Molecular weight of $KMn{O_4}$ is $158$ . $KMn{O_4}$ can be reduced to $MnS{O_4}$ , ${K_2}Mn{O_4}$ , $Mn{O_2}$ and equivalent weight of $KMn{O_4}$ comes out to be $158$ , $52.66$ , $31.6$ . Match the equivalent weights with compounds formed by reduction.
Equivalent weight of $KMn{O_4}$ Compound formed
$158$ $ \cdot \cdot \cdot \cdot \cdot \cdot \cdot \cdot \cdot \cdot \cdot \cdot \cdot \cdot \cdot \cdot $
$52.66$ $ \cdot \cdot \cdot \cdot \cdot \cdot \cdot \cdot \cdot \cdot \cdot \cdot \cdot \cdot \cdot \cdot $
$31.6$ $ \cdot \cdot \cdot \cdot \cdot \cdot \cdot \cdot \cdot \cdot \cdot \cdot \cdot \cdot \cdot \cdot $

Answer 1

Hint: The molecular mass is the weight of a given atom, measured in Daltons.
The sum of the atomic weights of the atoms in a molecule's empirical formula yields its formula weight.
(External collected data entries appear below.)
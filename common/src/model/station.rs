use serde::{Deserialize, Serialize};

#[derive(Debug, Clone, PartialEq, Serialize, Deserialize)]
pub struct Station {
    pub id: i64,
    pub network: String,
    pub code: String,
    pub province: String,
    pub location: String,
    pub digitizer_type: String,
    #[serde(rename = "UPT")]
    pub upt: String,
    pub longitude: Option<f64>,
    pub latitude: Option<f64>,
}

#[derive(Debug, Clone, PartialEq, Serialize, Deserialize)]
pub struct StationInput {
    pub network: String,
    pub code: String,
    #[serde(default)]
    pub province: String,
    #[serde(default)]
    pub location: String,
    #[serde(default)]
    pub digitizer_type: String,
    #[serde(rename = "UPT", default)]
    pub upt: String,
    #[serde(default)]
    pub longitude: Option<f64>,
    #[serde(default)]
    pub latitude: Option<f64>,
}

#[derive(Debug, Clone, Copy, PartialEq, Eq, Serialize, Deserialize)]
#[serde(rename_all = "lowercase")]
pub enum MessageLevel {
    Success,
    Warning,
    Error,
}

/// A user-facing status line, the API counterpart of a flash message.
#[derive(Debug, Clone, PartialEq, Serialize, Deserialize)]
pub struct FlashMessage {
    pub level: MessageLevel,
    pub text: String,
}

impl FlashMessage {
    pub fn new(level: MessageLevel, text: impl Into<String>) -> Self {
        Self {
            level,
            text: text.into(),
        }
    }
}

/// Outcome of a station bulk import.
#[derive(Debug, Clone, Serialize, Deserialize)]
pub struct BulkImportReport {
    pub created: usize,
    pub deleted: usize,
    pub messages: Vec<FlashMessage>,
}
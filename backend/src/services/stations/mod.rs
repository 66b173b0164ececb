//! Seismic station list.
//!
//! Routes under `/api/stations`:
//! - `GET/POST /`, `GET/PUT/DELETE /{id}`: CRUD.
//! - `POST /bulk`: multipart import with a `csv_file` or `csv_data` part and an
//!   optional `remove_existing` flag; answers with counts and status messages.

mod bulk;
mod records;

use actix_web::web::{delete, get, post, put, scope};
use actix_web::Scope;

const API_PATH: &str = "/api/stations";

pub fn configure_routes() -> Scope {
    scope(API_PATH)
        .route("", get().to(records::list))
        .route("", post().to(records::create))
        .route("/bulk", post().to(bulk::process))
        .route("/{id}", get().to(records::get))
        .route("/{id}", put().to(records::update))
        .route("/{id}", delete().to(records::delete))
}
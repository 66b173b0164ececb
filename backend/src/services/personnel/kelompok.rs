use actix_web::{web, HttpResponse};
use common::model::personnel::KelompokInput;
use log::info;
use serde_json::json;

use crate::db::{personnel as store, Database};
use crate::error::{AppError, AppResult};

pub async fn list(db: web::Data<Database>) -> AppResult<HttpResponse> {
    let conn = db.connect()?;
    Ok(HttpResponse::Ok().json(store::list_kelompok(&conn)?))
}

pub async fn get(db: web::Data<Database>, id: web::Path<i64>) -> AppResult<HttpResponse> {
    let conn = db.connect()?;
    let kelompok = store::get_kelompok(&conn, *id)?.ok_or_else(|| AppError::not_found("Kelompok not found"))?;
    Ok(HttpResponse::Ok().json(kelompok))
}

/// Names of the operators listed in the group's comma-separated `member` ids.
pub async fn members(db: web::Data<Database>, name: web::Path<String>) -> AppResult<HttpResponse> {
    let conn = db.connect()?;
    let kelompok = store::find_kelompok_by_name(&conn, &name)?
        .ok_or_else(|| AppError::not_found("Kelompok not found"))?;

    let mut names = Vec::new();
    for raw in kelompok.member.split(',').map(str::trim).filter(|s| !s.is_empty()) {
        let id: i64 = raw
            .parse()
            .map_err(|_| AppError::BadRequest(format!("Invalid member id '{raw}'")))?;
        let operator = store::get_operator(&conn, id)?
            .ok_or_else(|| AppError::not_found("One or more members not found"))?;
        names.push(operator.name);
    }
    Ok(HttpResponse::Ok().json(json!({ "member_data": names })))
}

pub async fn create(db: web::Data<Database>, input: web::Json<KelompokInput>) -> AppResult<HttpResponse> {
    let conn = db.connect()?;
    let id = store::insert_kelompok(&conn, &input).map_err(AppError::from_write)?;
    info!("Created kelompok {} ({})", input.name, id);
    let kelompok = store::get_kelompok(&conn, id)?.ok_or_else(|| AppError::not_found("Kelompok not found"))?;
    Ok(HttpResponse::Created().json(kelompok))
}

pub async fn update(
    db: web::Data<Database>,
    id: web::Path<i64>,
    input: web::Json<KelompokInput>,
) -> AppResult<HttpResponse> {
    let conn = db.connect()?;
    if !store::update_kelompok(&conn, *id, &input).map_err(AppError::from_write)? {
        return Err(AppError::not_found("Kelompok not found"));
    }
    let kelompok = store::get_kelompok(&conn, *id)?.ok_or_else(|| AppError::not_found("Kelompok not found"))?;
    Ok(HttpResponse::Ok().json(kelompok))
}

pub async fn delete(db: web::Data<Database>, id: web::Path<i64>) -> AppResult<HttpResponse> {
    let conn = db.connect()?;
    if !store::delete_kelompok(&conn, *id)? {
        return Err(AppError::not_found("Kelompok not found"));
    }
    info!("Deleted kelompok {}", id);
    Ok(HttpResponse::NoContent().finish())
}
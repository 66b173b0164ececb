use actix_web::{web, HttpResponse};
use log::info;

use crate::config::AppConfig;
use crate::db::{checklist as store, Database};
use crate::error::{AppError, AppResult};
use crate::report::{pdf, simplify_record_id, xlsx, ReportError};
use crate::services::download;

pub async fn xlsx(
    config: web::Data<AppConfig>,
    db: web::Data<Database>,
    id: web::Path<i64>,
) -> AppResult<HttpResponse> {
    let conn = db.connect()?;
    let record = store::get(&conn, *id)?.ok_or_else(|| AppError::not_found("CS record not found"))?;
    let stem = simplify_record_id(&record.cs_id);
    let image = record.slmon_image.as_ref().map(|f| config.media_dir.join(f));

    let template = config.checklist_template();
    let bytes = web::block(move || -> Result<Vec<u8>, ReportError> {
        xlsx::render_checklist(&template, &record, image.as_deref())?.to_bytes()
    })
    .await
    .map_err(|e| AppError::External(e.to_string()))??;
    info!("Rendered checklist {} as XLSX", stem);
    Ok(download::xlsx_attachment(&stem, bytes))
}

pub async fn pdf(
    config: web::Data<AppConfig>,
    db: web::Data<Database>,
    id: web::Path<i64>,
) -> AppResult<HttpResponse> {
    let conn = db.connect()?;
    let record = store::get(&conn, *id)?.ok_or_else(|| AppError::not_found("CS record not found"))?;
    let stem = simplify_record_id(&record.cs_id);
    let image = record.slmon_image.as_ref().map(|f| config.media_dir.join(f));

    let template = config.checklist_template();
    let pdf_stem = stem.clone();
    let bytes = web::block(move || -> Result<Vec<u8>, ReportError> {
        let workbook = xlsx::render_checklist(&template, &record, image.as_deref())?;
        pdf::xlsx_to_pdf(&workbook.to_bytes()?, &pdf_stem)
    })
    .await
    .map_err(|e| AppError::External(e.to_string()))??;
    Ok(download::pdf_inline(&stem, bytes))
}
//! Values carried forward from the most recent handover into a new one.

use actix_web::{web, HttpResponse};
use common::model::bast::parse_members;
use serde_json::{json, Map, Value};

use crate::db::{bast as store, Database};
use crate::error::{AppError, AppResult};

pub async fn process(db: web::Data<Database>, field: web::Path<String>) -> AppResult<HttpResponse> {
    let field = field.into_inner();
    let conn = db.connect()?;
    let latest = store::latest(&conn)?;

    if field == "members" {
        let members = latest.map(|r| parse_members(&r.member)).unwrap_or_default();
        return Ok(HttpResponse::Ok().json(members));
    }

    let value = match (field.as_str(), &latest) {
        ("poco_exp", Some(r)) => json!(r.poco_exp),
        ("samsung_exp", Some(r)) => json!(r.samsung_exp),
        ("pulsa_poco", Some(r)) => json!(r.pulsa_poco),
        ("poco_exp" | "samsung_exp" | "pulsa_poco", None) => Value::Null,
        _ => return Err(AppError::not_found(format!("Unknown field '{field}'"))),
    };
    let mut body = Map::new();
    body.insert(field, value);
    if latest.is_some() {
        Ok(HttpResponse::Ok().json(body))
    } else {
        Ok(HttpResponse::NotFound().json(body))
    }
}
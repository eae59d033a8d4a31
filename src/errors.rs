// Create the Error, ErrorKind, ResultExt, and Result types.
// Other modules `use crate::errors::*;` to get access to everything `error_chain!` creates.
// Every kind here is recoverable at the caller boundary, nothing is fatal to the process.
#![allow(deprecated)]

use error_chain::error_chain;

error_chain! {

    foreign_links {
        Io(::std::io::Error);
        Image(::image::ImageError);
    }

    errors {
        InvalidDimensions(width: usize, height: usize) {
            description("maze dimensions too small")
            display("maze dimensions {}x{} are too small, width and height must both be at least 3",
                    width, height)
        }
        NoGeneratorBound {
            description("no maze generator bound")
            display("no maze generator is bound to the exporter")
        }
        GeneratorBusy {
            description("maze generator busy")
            display("the bound maze generator is being modified, try the export again afterwards")
        }
        EmptyGrid {
            description("no maze to export")
            display("no maze has been generated yet, generate one before exporting")
        }
        InvalidStyle(name: String) {
            description("style renders nothing")
            display("style '{}' enables neither passages nor walls", name)
        }
        SurfaceReadbackFailure {
            description("surface readback failed")
            display("could not capture the offscreen surface pixels")
        }
        EncodeOrWriteFailure(path: String) {
            description("image encode or write failed")
            display("failed to encode or write the image '{}'", path)
        }
        ExportInProgress {
            description("export already running")
            display("an export is already rendering, wait for it to finish")
        }
    }
}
A molecule's molecular weight is its average mass, which is determined by including the atomic weights of the atoms in the molecular formula.

Complete answer:
The equivalent weight is the amount of a substance that precisely interacts with, or is equal to the combining value of, an arbitrarily fixed amount of another substance in a specific reaction. Substances react in stoichiometric, or chemically equal, proportions with one another, and a general norm has been developed. The definition of molar mass has replaced that of equal weight.
Equivalent Weight $ = \dfrac{M}{{OS}}$
Here, $M$ is the molecular weight and $O.S$ is the difference in the oxidation state.
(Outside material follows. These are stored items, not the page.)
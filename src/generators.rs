use log::debug;
use rand::{self, rngs::StdRng, seq::SliceRandom, Rng, SeedableRng};
use smallvec::SmallVec;

use crate::cells::{Cartesian2DCoordinate, CompassPrimary};
use crate::errors::*;
use crate::geometry::{self, CameraFrame, Rect2, Vec2};
use crate::grid::{MazeDimensions, MazeGrid};
use crate::layout::{self, PlacementSet};
use crate::styles::Style;
use crate::units::{Height, Width};

/// Where carving always begins. Every passage in a generated maze is reachable from here.
pub const CARVE_START: Cartesian2DCoordinate = Cartesian2DCoordinate { x: 1, y: 1 };

/// Apply the recursive backtracker maze generation algorithm to the grid.
///
/// The grid is reset to solid wall first. Carving jumps two cells at a time between the odd
/// coordinate lattice cells, knocking out the wall cell in between, and walks a random depth first
/// path until it gets stuck. It then backtracks along the stack of visited cells until it finds a
/// cell with an unvisited lattice neighbour.
/// Every lattice cell is visited exactly once and the wall border is never touched, so the passages
/// form a spanning tree of the lattice - a perfect maze.
pub fn recursive_backtracker(grid: &mut MazeGrid) {
    let mut rng = rand::thread_rng();
    recursive_backtracker_with_rng(grid, &mut rng);
}

/// Same as `recursive_backtracker` but reproducible for a given seed.
pub fn recursive_backtracker_seeded(grid: &mut MazeGrid, seed: u64) {
    let mut rng = StdRng::seed_from_u64(seed);
    recursive_backtracker_with_rng(grid, &mut rng);
}

pub fn recursive_backtracker_with_rng<R: Rng + ?Sized>(grid: &mut MazeGrid, rng: &mut R) {
    grid.fill();
    if !grid.is_interior(CARVE_START) {
        return;
    }

    grid.carve(CARVE_START);
    let mut stack = vec![CARVE_START];
    let mut current = CARVE_START;

    loop {
        let candidates = unvisited_lattice_neighbours(grid, current);

        if let Some(&next) = candidates.choose(rng) {
            grid.carve(current.midpoint(next));
            grid.carve(next);
            stack.push(current);
            current = next;
        } else if let Some(previous) = stack.pop() {
            current = previous;
        } else {
            break;
        }
    }

    debug!("carved {}x{} maze with {} passage cells",
           grid.width().0,
           grid.height().0,
           grid.passage_count());
}

/// Lattice cells two steps away that are strictly inside the border and still solid wall.
fn unvisited_lattice_neighbours(grid: &MazeGrid,
                                coord: Cartesian2DCoordinate)
                                -> SmallVec<[Cartesian2DCoordinate; 4]> {
    CompassPrimary::ALL
        .iter()
        .filter_map(|dir| coord.offset(*dir, 2))
        .filter(|candidate| grid.is_interior(*candidate) && !grid.is_passage(*candidate))
        .collect()
}

/// Owns the current maze and the style it is shown with.
///
/// A grid only exists between a `generate` call and the next `clear`. Each `generate` replaces the
/// previous grid with a freshly allocated one.
#[derive(Debug, Clone)]
pub struct MazeGenerator {
    grid: Option<MazeGrid>,
    style: Style,
    tile_size: Vec2,
}

impl Default for MazeGenerator {
    fn default() -> Self {
        MazeGenerator::new(Style::classic())
    }
}

impl MazeGenerator {
    pub fn new(style: Style) -> MazeGenerator {
        MazeGenerator {
            grid: None,
            style,
            tile_size: geometry::DEFAULT_TILE_SIZE,
        }
    }

    pub fn with_tile_size(mut self, tile_size: Vec2) -> MazeGenerator {
        self.tile_size = tile_size;
        self
    }

    /// Carve a new maze. Even dimensions are bumped up to the next odd number.
    pub fn generate(&mut self, width: Width, height: Height) -> Result<&MazeGrid> {
        let mut grid = MazeGrid::new(MazeDimensions::new(width, height)?);
        recursive_backtracker(&mut grid);
        Ok(&*self.grid.insert(grid))
    }

    pub fn generate_seeded(&mut self, width: Width, height: Height, seed: u64) -> Result<&MazeGrid> {
        let mut grid = MazeGrid::new(MazeDimensions::new(width, height)?);
        recursive_backtracker_seeded(&mut grid, seed);
        Ok(&*self.grid.insert(grid))
    }

    pub fn clear(&mut self) {
        self.grid = None;
    }

    #[inline]
    pub fn grid(&self) -> Option<&MazeGrid> {
        self.grid.as_ref()
    }

    #[inline]
    pub fn style(&self) -> &Style {
        &self.style
    }

    pub fn set_style(&mut self, style: Style) {
        self.style = style;
    }

    #[inline]
    pub fn tile_size(&self) -> Vec2 {
        self.tile_size
    }

    /// Placement instructions for the current grid and style.
    pub fn layout(&self) -> Result<PlacementSet> {
        let grid = self.grid.as_ref().ok_or(ErrorKind::EmptyGrid)?;
        layout::resolve_layout(grid, &self.style)
    }

    /// World space bounds of everything the current style places, None if nothing is placed.
    pub fn content_bounds(&self) -> Result<Option<Rect2>> {
        let placements = self.layout()?;
        Ok(geometry::bounding_rect(placements.occupied_cells(), self.tile_size))
    }

    /// Zoom and centre that frame the current maze in an interactive viewport.
    pub fn camera_frame(&self, viewport: Vec2) -> Result<CameraFrame> {
        let bounds = self.content_bounds()?.unwrap_or_default();
        Ok(geometry::camera_frame(bounds, viewport))
    }
}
According to the question,
$KMn{O_4}$ reduces to $MnS{O_4}$ , ${K_2}Mn{O_4}$ , $Mn{O_2}$ . This reaction can be represented as:
$KMn{O_4} \to MnS{O_4} + {K_2}Mn{O_4} + Mn{O_2}$
Here $KMn{O_4}$is being reduced in an acidic medium.
$Mn$ has an oxidation number of $7$ in $KMn{O_4}$ .
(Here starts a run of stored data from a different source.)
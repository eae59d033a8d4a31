use serde_derive::{Deserialize, Serialize};

use crate::cells::Cartesian2DCoordinate;

/// Fraction of the canvas left empty on each side when exporting.
pub const EXPORT_MARGIN: f32 = 0.10;
/// Fraction of an interactive viewport left empty in total, split evenly over both sides.
pub const CAMERA_PADDING: f32 = 0.4;
/// Largest margin `fit_transform` honours. At half the canvas nothing is left to draw in.
pub const MAX_FIT_MARGIN: f32 = 0.45;
pub const DEFAULT_TILE_SIZE: Vec2 = Vec2 { x: 16.0, y: 16.0 };

#[derive(PartialEq, Copy, Clone, Debug, Default, Serialize, Deserialize)]
pub struct Vec2 {
    pub x: f32,
    pub y: f32,
}

impl Vec2 {
    pub fn new(x: f32, y: f32) -> Vec2 {
        Vec2 { x, y }
    }

    #[inline]
    pub fn scaled(self, factor: f32) -> Vec2 {
        Vec2::new(self.x * factor, self.y * factor)
    }

    #[inline]
    pub fn plus(self, other: Vec2) -> Vec2 {
        Vec2::new(self.x + other.x, self.y + other.y)
    }

    #[inline]
    pub fn minus(self, other: Vec2) -> Vec2 {
        Vec2::new(self.x - other.x, self.y - other.y)
    }
}

/// Axis aligned rectangle, `position` is the top left corner.
#[derive(PartialEq, Copy, Clone, Debug, Default)]
pub struct Rect2 {
    pub position: Vec2,
    pub size: Vec2,
}

impl Rect2 {
    pub fn new(position: Vec2, size: Vec2) -> Rect2 {
        Rect2 { position, size }
    }

    #[inline]
    pub fn has_area(&self) -> bool {
        self.size.x > 0.0 && self.size.y > 0.0
    }

    #[inline]
    pub fn end(&self) -> Vec2 {
        self.position.plus(self.size)
    }

    #[inline]
    pub fn center(&self) -> Vec2 {
        self.position.plus(self.size.scaled(0.5))
    }
}

/// World space position of a cell's top left corner.
#[inline]
pub fn cell_to_world(coord: Cartesian2DCoordinate, tile_size: Vec2) -> Vec2 {
    Vec2::new(coord.x as f32 * tile_size.x, coord.y as f32 * tile_size.y)
}

/// Bounds of the given cells in world space, covering each cell's whole tile.
///
/// Returns None if there are no cells.
pub fn bounding_rect<I>(cells: I, tile_size: Vec2) -> Option<Rect2>
    where I: IntoIterator<Item = Cartesian2DCoordinate>
{
    let mut corners = cells.into_iter().map(|coord| cell_to_world(coord, tile_size));
    let first = corners.next()?;

    let (min, max) = corners.fold((first, first), |(min, max), p| {
        (Vec2::new(min.x.min(p.x), min.y.min(p.y)), Vec2::new(max.x.max(p.x), max.y.max(p.y)))
    });
    let max = max.plus(tile_size);

    Some(Rect2::new(min, max.minus(min)))
}

/// Uniform scale then offset that maps content into a canvas.
#[derive(PartialEq, Copy, Clone, Debug)]
pub struct FitTransform {
    pub scale: f32,
    pub offset: Vec2,
}

impl Default for FitTransform {
    fn default() -> Self {
        FitTransform::identity()
    }
}

impl FitTransform {
    pub fn identity() -> FitTransform {
        FitTransform {
            scale: 1.0,
            offset: Vec2::default(),
        }
    }

    #[inline]
    pub fn apply(&self, point: Vec2) -> Vec2 {
        point.scaled(self.scale).plus(self.offset)
    }

    pub fn apply_rect(&self, rect: Rect2) -> Rect2 {
        Rect2::new(self.apply(rect.position), rect.size.scaled(self.scale))
    }
}

/// Scale `bounds` to fit inside `canvas` less a `margin` fraction on every side, keeping the aspect
/// ratio, and centre it.
///
/// Bounds without area give the identity transform. The margin is clamped to
/// `0.0..=MAX_FIT_MARGIN`.
pub fn fit_transform(bounds: Rect2, canvas: Vec2, margin: f32) -> FitTransform {
    if !bounds.has_area() {
        return FitTransform::identity();
    }

    let margin = margin.max(0.0).min(MAX_FIT_MARGIN);
    let available = canvas.minus(canvas.scaled(2.0 * margin));
    let scale = (available.x / bounds.size.x).min(available.y / bounds.size.y);
    let offset = canvas.minus(bounds.size.scaled(scale))
                       .scaled(0.5)
                       .minus(bounds.position.scaled(scale));

    FitTransform { scale, offset }
}

/// Where a camera should look and how far it should zoom to show some content.
#[derive(PartialEq, Copy, Clone, Debug)]
pub struct CameraFrame {
    pub zoom: f32,
    pub center: Vec2,
}

/// Frame `bounds` in an interactive viewport, using the same fitting as an export with the camera
/// padding as the margin.
pub fn camera_frame(bounds: Rect2, viewport: Vec2) -> CameraFrame {
    let fit = fit_transform(bounds, viewport, CAMERA_PADDING / 2.0);
    CameraFrame {
        zoom: fit.scale,
        center: bounds.center(),
    }
}
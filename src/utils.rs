use fnv::FnvHasher;
use std::{
    collections::{HashMap, HashSet},
    hash::{BuildHasherDefault, Hash}
};

pub type FnvHashSet<T> = HashSet<T, BuildHasherDefault<FnvHasher>>;
pub type FnvHashMap<K, V> = HashMap<K, V, BuildHasherDefault<FnvHasher>>;

/// Layer membership and palette lookups key on coordinates and small ids, which fnv hashes quickly.
pub fn fnv_hashset<T: Hash + Eq>(capacity: usize) -> FnvHashSet<T> {
    let fnv = BuildHasherDefault::<FnvHasher>::default();
    HashSet::<T, _>::with_capacity_and_hasher(capacity, fnv)
}

pub fn fnv_hashmap<K: Hash + Eq, V>(capacity: usize) -> FnvHashMap<K, V> {
    let fnv = BuildHasherDefault::<FnvHasher>::default();
    HashMap::<K, V, _>::with_capacity_and_hasher(capacity, fnv)
}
$Mn$ has an oxidation number of $2$ in $MnS{O_4}$ , an oxidation number of $6$ in ${K_2}Mn{O_4}$ and , an oxidation number of $4$ in $Mn{O_2}$
Thus, we get the following conclusions:
Equivalent weight of $KMn{O_4}$ Compound formed
$\dfrac{{158}}{1} = 158$ ${K_2}Mn{O_4}$
$\dfrac{{158}}{3} = 52.66$ $Mn{O_2}$
$\dfrac{{158}}{5} = 31.6$ $MnS{O_4}$


Note:
The oxidation states represented by $KMn{O_4}$ are different in different mediums. It differs from its oxidation state reducing to $ + 2$ in acidic medium and its oxidation state reducing to $ + 4$ in a neutral medium.